Yes I have blockers on which I think may be the thing that saves me at the moment. Counselling starts Friday. I'm feeling positive that I can beat this. And with the support of all of you it's totally achievable.
Thank you xx
How did counselling go today?
You're doing brilliantly, keep up the good work!
Hi Moorey,
Lovely of you to remember, it went well. It feels good to be able to have sombody make Sence of what I'm doing/was doing. I have a long way to go but I'm feeling good. I'm not saying I havnt been tempted the past week, I totally have, the blocker saved me a few times last week. It's a life saver. Prevents the thoughtless binges and gives me time to think about how stupid it would have been.
How are you doing?
X
I'm glad to hear that it all went well and that you're still gamble free. That's excellent, well done!
I'm doing ok thanks. Like you, I'm fighting the urges big time.

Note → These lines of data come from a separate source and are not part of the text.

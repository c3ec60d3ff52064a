//! Macro name to block variant mapping.

use std::collections::HashMap;

use confmark_diagrams::DiagramKind;

use crate::block::CalloutKind;

/// Semantic conversion target for a registered macro name.
#[derive(Debug, Clone, Copy, PartialEq, Eq)]
pub enum MacroKind {
    /// Admonition macro; reads to a callout quote.
    Callout(CalloutKind),
    /// Code macro with a literal body.
    Code,
    /// Collapsible macro with a rich-text body.
    Expand,
    /// Diagram macro for the given kind.
    Diagram(DiagramKind),
}

/// Registry of known structured-macro names.
///
/// Reading an unregistered name degrades to a visible marker block carrying
/// the name; it is never dropped silently. That policy lives in the
/// converters; the registry only answers what a name means.
#[derive(Debug)]
pub struct MacroRegistry {
    by_name: HashMap<&'static str, MacroKind>,
}

impl MacroRegistry {
    /// Registry with the built-in macro vocabulary.
    #[must_use]
    pub fn builtin() -> Self {
        let mut by_name = HashMap::new();
        by_name.insert("info", MacroKind::Callout(CalloutKind::Info));
        by_name.insert("note", MacroKind::Callout(CalloutKind::Note));
        by_name.insert("tip", MacroKind::Callout(CalloutKind::Tip));
        by_name.insert("warning", MacroKind::Callout(CalloutKind::Warning));
        by_name.insert("code", MacroKind::Code);
        by_name.insert("expand", MacroKind::Expand);
        by_name.insert("mermaid", MacroKind::Diagram(DiagramKind::Mermaid));
        // Cloud marketplace variant of the mermaid macro.
        by_name.insert("mermaid-macro", MacroKind::Diagram(DiagramKind::Mermaid));
        by_name.insert("drawio", MacroKind::Diagram(DiagramKind::Drawio));
        Self { by_name }
    }

    /// Resolve a macro name to its conversion target.
    #[must_use]
    pub fn resolve(&self, name: &str) -> Option<MacroKind> {
        self.by_name.get(name).copied()
    }

    #[must_use]
    pub fn supports(&self, name: &str) -> bool {
        self.by_name.contains_key(name)
    }

    /// Macro name written for a conversion target.
    #[must_use]
    pub fn macro_name(kind: MacroKind) -> &'static str {
        match kind {
            MacroKind::Callout(callout) => callout.macro_name(),
            MacroKind::Code => "code",
            MacroKind::Expand => "expand",
            MacroKind::Diagram(DiagramKind::Mermaid) => "mermaid",
            MacroKind::Diagram(DiagramKind::Drawio) => "drawio",
        }
    }
}

impl Default for MacroRegistry {
    fn default() -> Self {
        Self::builtin()
    }
}

#[cfg(test)]
mod tests {
    use super::*;

    #[test]
    fn test_builtin_names_resolve() {
        let registry = MacroRegistry::builtin();
        assert_eq!(
            registry.resolve("info"),
            Some(MacroKind::Callout(CalloutKind::Info))
        );
        assert_eq!(registry.resolve("code"), Some(MacroKind::Code));
        assert_eq!(
            registry.resolve("mermaid-macro"),
            Some(MacroKind::Diagram(DiagramKind::Mermaid))
        );
        assert_eq!(
            registry.resolve("drawio"),
            Some(MacroKind::Diagram(DiagramKind::Drawio))
        );
    }

    #[test]
    fn test_unknown_name_is_unsupported() {
        let registry = MacroRegistry::builtin();
        assert!(registry.resolve("jira").is_none());
        assert!(!registry.supports("gliffy"));
    }

    #[test]
    fn test_macro_name_round_trip() {
        let registry = MacroRegistry::builtin();
        for kind in [
            MacroKind::Callout(CalloutKind::Warning),
            MacroKind::Code,
            MacroKind::Expand,
            MacroKind::Diagram(DiagramKind::Mermaid),
        ] {
            let name = MacroRegistry::macro_name(kind);
            assert_eq!(registry.resolve(name), Some(kind));
        }
    }
}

The temptation to have a bet at the weekend is strong, but I'm not letting myself caught in the gambling trap again!
Today is day 14 for me.
Keep it up Jellybean, you're doing superb. Keep logging on to here in times of struggle and when the urges grow.
14 days that's excellent well done. The urges are awful eh? You know it's wrong and that you will feel terrible after but the urge is still there. Filling my time is helping. Silly things like cleaning when I have 5 mins or reading, and making plans for the weekends even if it's just to go for a walk. Filling the gaps is essential for me. That's when I'm likely to trip up.
Your right, coming on here helps massively when I have those feelings. Stay strong and keep doing what your doing. Well done
X
Hi all,
It's been a long time since I posted and so much has changed. I'm 96 days gamble free and feel fantastic. I have a new job and things are working out. I cannot recommend GA enough. To anybody who is scared of what it's like and putting it off, do it! Just go. I was met with such warmth and to be with people who understand you and can talk to you about it is brilliant. I can honestly say hand on heart I owe my life to GA and would suggest everybody who is struggling on their own to just give it a chance.
Xx
208 days gamble free, and it feels amazing. I havnt been on here for a while, reading back over my first posts is a great way to stay focused. Putting down the gambling, life improves when I never thought it possible. But when it improves your mind has a wicked way of forgetting all the bad times and remembering the good times. Although I didn't really have good times when I was gambling but the escape and buzz was what I was seeking. I still need to fill the void or fix why I needed to escape but I'm working on that.
Right now life is good I'm gaining some level of trust back with family and that's massive. Long road ahead but I'm ready for it.
I like to leave my thoughts he now and again to look back on over the coming months/years.
For anybody reading this, if your struggling believe me you can get thought this. I never thought it possible, but you can.